WHAT YOU NEED TO DO: All lines from the opening of the entries below through the line containing "pub fn is_skipped(&self, config: &RunConfig)" must be output exactly as they appear, with no other lines.

--- START ---

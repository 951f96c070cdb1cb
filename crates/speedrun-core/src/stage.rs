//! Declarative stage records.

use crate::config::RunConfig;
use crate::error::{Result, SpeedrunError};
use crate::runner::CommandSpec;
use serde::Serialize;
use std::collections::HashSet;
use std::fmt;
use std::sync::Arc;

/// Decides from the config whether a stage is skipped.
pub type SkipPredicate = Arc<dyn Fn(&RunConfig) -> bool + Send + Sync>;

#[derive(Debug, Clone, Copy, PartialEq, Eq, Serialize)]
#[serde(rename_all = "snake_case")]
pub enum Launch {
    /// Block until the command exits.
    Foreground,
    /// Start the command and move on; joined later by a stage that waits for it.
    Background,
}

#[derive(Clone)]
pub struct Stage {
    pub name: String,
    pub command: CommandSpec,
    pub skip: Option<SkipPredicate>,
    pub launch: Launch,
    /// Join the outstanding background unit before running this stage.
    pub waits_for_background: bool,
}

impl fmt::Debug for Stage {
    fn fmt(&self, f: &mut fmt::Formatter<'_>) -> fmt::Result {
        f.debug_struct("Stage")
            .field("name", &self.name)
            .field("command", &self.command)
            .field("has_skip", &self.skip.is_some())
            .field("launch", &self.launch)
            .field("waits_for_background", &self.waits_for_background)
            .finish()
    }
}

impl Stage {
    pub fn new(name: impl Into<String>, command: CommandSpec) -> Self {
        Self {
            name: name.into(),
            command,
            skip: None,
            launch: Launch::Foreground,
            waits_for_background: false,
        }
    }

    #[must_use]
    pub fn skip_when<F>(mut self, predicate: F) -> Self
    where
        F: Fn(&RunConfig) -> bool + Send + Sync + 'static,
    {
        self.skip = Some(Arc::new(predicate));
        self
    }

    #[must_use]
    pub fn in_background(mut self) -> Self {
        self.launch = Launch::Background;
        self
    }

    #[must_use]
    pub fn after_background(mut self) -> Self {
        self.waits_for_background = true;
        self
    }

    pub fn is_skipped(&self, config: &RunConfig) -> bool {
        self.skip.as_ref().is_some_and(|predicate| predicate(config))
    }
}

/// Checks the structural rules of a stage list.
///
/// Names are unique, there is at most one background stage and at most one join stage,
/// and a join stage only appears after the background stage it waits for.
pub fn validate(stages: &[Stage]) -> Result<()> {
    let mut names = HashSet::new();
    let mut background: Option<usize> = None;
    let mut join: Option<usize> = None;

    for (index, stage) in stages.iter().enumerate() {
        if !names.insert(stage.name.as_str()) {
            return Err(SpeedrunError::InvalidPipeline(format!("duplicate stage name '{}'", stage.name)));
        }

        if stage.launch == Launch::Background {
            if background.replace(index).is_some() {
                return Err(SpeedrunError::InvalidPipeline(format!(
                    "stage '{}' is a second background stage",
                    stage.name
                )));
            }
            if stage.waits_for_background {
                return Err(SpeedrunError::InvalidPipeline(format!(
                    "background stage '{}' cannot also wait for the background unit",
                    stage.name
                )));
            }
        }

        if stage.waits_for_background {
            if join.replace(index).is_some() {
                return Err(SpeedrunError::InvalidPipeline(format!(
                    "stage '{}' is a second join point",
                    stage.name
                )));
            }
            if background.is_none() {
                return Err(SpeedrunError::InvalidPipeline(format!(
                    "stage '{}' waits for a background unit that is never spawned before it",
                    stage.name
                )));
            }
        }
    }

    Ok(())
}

--- END ---

TASK SOLUTION:
repository 951f96c070cdb1cb
filename crates/speedrun-core/src/stage.rs
//! Declarative stage records.

use crate::config::RunConfig;
use crate::error::{Result, SpeedrunError};
use crate::runner::CommandSpec;
use serde::Serialize;
use std::collections::HashSet;
use std::fmt;
use std::sync::Arc;

/// Decides from the config whether a stage is skipped.
pub type SkipPredicate = Arc<dyn Fn(&RunConfig) -> bool + Send + Sync>;

#[derive(Debug, Clone, Copy, PartialEq, Eq, Serialize)]
#[serde(rename_all = "snake_case")]
pub enum Launch {
    /// Block until the command exits.
    Foreground,
    /// Start the command and move on; joined later by a stage that waits for it.
    Background,
}

#[derive(Clone)]
pub struct Stage {
    pub name: String,
    pub command: CommandSpec,
    pub skip: Option<SkipPredicate>,
    pub launch: Launch,
    /// Join the outstanding background unit before running this stage.
    pub waits_for_background: bool,
}

impl fmt::Debug for Stage {
    fn fmt(&self, f: &mut fmt::Formatter<'_>) -> fmt::Result {
        f.debug_struct("Stage")
            .field("name", &self.name)
            .field("command", &self.command)
            .field("has_skip", &self.skip.is_some())
            .field("launch", &self.launch)
            .field("waits_for_background", &self.waits_for_background)
            .finish()
    }
}

impl Stage {
    pub fn new(name: impl Into<String>, command: CommandSpec) -> Self {
        Self {
            name: name.into(),
            command,
            skip: None,
            launch: Launch::Foreground,
            waits_for_background: false,
        }
    }

    #[must_use]
    pub fn skip_when<F>(mut self, predicate: F) -> Self
    where
        F: Fn(&RunConfig) -> bool + Send + Sync + 'static,
    {
        self.skip = Some(Arc::new(predicate));
        self
    }

    #[must_use]
    pub fn in_background(mut self) -> Self {
        self.launch = Launch::Background;
        self
    }

    #[must_use]
    pub fn after_background(mut self) -> Self {
        self.waits_for_background = true;
        self
    }

    pub fn is_skipped(&self, config: &RunConfig) -> bool {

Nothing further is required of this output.